Klein found that it is possible to bypass mod_security-defenses (CRS 3.2.0 detection rules) via HTTP/1.2. Among the core ruleset is 920 (920180), which only blocks variant two, and 921 (921110) that only affects the first two attack methods if CR or LF control codes are used.
Rule 921 (921150) aims to prevent protocol attacks by detecting newlines in argument names.
While this rule blocks all of the researcher’s attacks, by moving CR and LF to a parameter value rather than parameter name, this leaves only a simple rule, 921130, to bypass.
921130 was originally designed to stop HTTP response splitting. However, as many servers will service HTTP/1.2 requests as if they are HTTP/1.1, a variation of HTTP request smuggling, as described in 2015 research, can be applied to bypass this security rule and achieve a successful attack.
Another interesting variant, “a plain solution”, abuses Content-Type text/plain to bypass paranoia_level≤2 checks, which do not appear to check arguments used for text/plain.
At Black Hat USA, Klein also documented the successful use of a CR header attack – which was listed as theoretical but demonstrated as variant five – which is listed in the Burp HTTP request smuggling module as “0dwrap”.
Klein reported his findings to associated vendors. The first and second, and the previously theoretical fifth, variants were fixed by Aprelium (Abyss X1) in v2.14 and Squid has been informed of the first and fifth issues as an impacted organization. OWASP CRS has resolved variant three and four in v3.3.0-rc2.

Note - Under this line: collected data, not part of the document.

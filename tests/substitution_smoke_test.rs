use nutri_swap_rs::repository::{FoodCatalog, InMemoryAllowedSubstitutes, InMemoryCatalog};
use nutri_swap_rs::{NutriError, Portion, RankConfig, SubstitutionService, ingest};

const TABLE: &str = "id;descricao;energia_kcal;proteina;carboidrato;lipideos\n\
                     1;Peito de frango grelhado;159;32,0;0;2,5\n\
                     2;Tilápia grelhada;128;26,0;0;2,7\n\
                     3;Ovo cozido;146;13,3;0,6;9,5\n\
                     4;Arroz branco cozido;128;2,5;28,1;0,2\n\
                     5;Feijão carioca cozido;76;4,8;13,6;0,5\n\
                     6;Carne moída refogada;212;26,7;0;10,9\n";

fn service() -> SubstitutionService<InMemoryCatalog, InMemoryAllowedSubstitutes> {
    let foods = ingest(TABLE).unwrap();
    SubstitutionService::new(
        InMemoryCatalog::new(foods),
        InMemoryAllowedSubstitutes::default(),
        RankConfig::default(),
    )
}

#[test]
fn test_find_substitutes_for_chicken() {
    let svc = service();
    let result = svc.find_substitutes("p1", "1", Portion::grams(100.0)).unwrap();

    assert_eq!(result.target.food.name, "Peito de frango grelhado");
    assert_eq!(result.by_macros[0].food.name, "Tilápia grelhada");
    assert!(result.by_macros.len() <= 5);
    assert!(result.by_macros.iter().all(|s| s.food.id != "1"));
    assert!(result.by_macros_and_kcal.iter().all(|s| s.delta_kcal.is_some()));
}

#[test]
fn test_search_through_service() {
    let svc = service();
    let hits = svc.search("GRELHAD", 10);
    assert_eq!(hits.len(), 2);
    assert!(svc.search("o", 10).is_empty());
}

#[test]
fn test_approved_substitute_replaced_not_duplicated() {
    let mut svc = service();
    svc.add_allowed_substitute("p1", "4", "5", Portion::grams(100.0)).unwrap();
    svc.add_allowed_substitute("p1", "4", "5", Portion::grams(180.0)).unwrap();

    let allowed = svc.get_allowed_substitutes("p1", "4");
    assert_eq!(allowed.len(), 1);
    assert_eq!(allowed[0].portion, Portion::grams(180.0));

    let result = svc.find_substitutes("p1", "4", Portion::grams(100.0)).unwrap();
    assert_eq!(result.allowed.len(), 1);
    assert_eq!(result.allowed[0].food.id, "5");
}

#[test]
fn test_catalog_replacement_is_wholesale() {
    let mut svc = service();
    svc.catalog_mut().set_foods(ingest("descricao;energia_kcal\nBanana;98\n").unwrap());
    assert!(matches!(
        svc.find_substitutes("p1", "1", Portion::grams(100.0)),
        Err(NutriError::FoodNotFound(_))
    ));
    assert_eq!(svc.catalog().get_all()[0].id, "banana");
}

#[test]
fn test_approvals_resolve_against_reingested_catalog() {
    let mut svc = service();
    svc.add_allowed_substitute("p1", "1", "2", Portion::grams(100.0)).unwrap();

    let reingested =
        TABLE.replace("2;Tilápia grelhada;128;26,0", "2;Tilápia grelhada;128;5,0");
    svc.catalog_mut().set_foods(ingest(&reingested).unwrap());
    let result = svc.find_substitutes("p1", "1", Portion::grams(100.0)).unwrap();
    assert_eq!(result.allowed[0].nutrients.protein, 5.0);

    let without_tilapia = TABLE
        .lines()
        .filter(|l| !l.starts_with("2;"))
        .collect::<Vec<_>>()
        .join("\n");
    svc.catalog_mut().set_foods(ingest(&without_tilapia).unwrap());
    let result = svc.find_substitutes("p1", "1", Portion::grams(100.0)).unwrap();
    assert!(result.allowed.is_empty());
    assert!(svc.get_allowed_substitutes("p1", "1").is_empty());
}

#[test]
fn test_food_cannot_be_approved_for_itself() {
    let mut svc = service();
    assert!(matches!(
        svc.add_allowed_substitute("p1", "1", "1", Portion::grams(100.0)),
        Err(NutriError::InvalidInput(_))
    ));
}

Speaking to The Daily Swig, Klein said that estimating the risk of this attack is “difficult”.
He said: “The risk stems from combinations of web proxies and web servers that together form vulnerable systems.
“One of the alarming properties of HTTP Request Smuggling vulnerabilities is that a web site may run server A, and a client side ISP/enterprise/university may run caching forward proxy B, and this combination (A+B) is vulnerable to HTTP Request Smuggling.
“Yet how can the website know about this, and mitigate this situation, without knowing all the proxy servers in use by all its clients? So, estimating the risk is very difficult, especially without complete knowledge of all the servers on the internet.”
Klein added: “As this is an infrastructure problem (not an application problem), I recommend talking to your web server / proxy server / WAF vendors and making sure their products are up to date and secure against HTTP Request Smuggling.”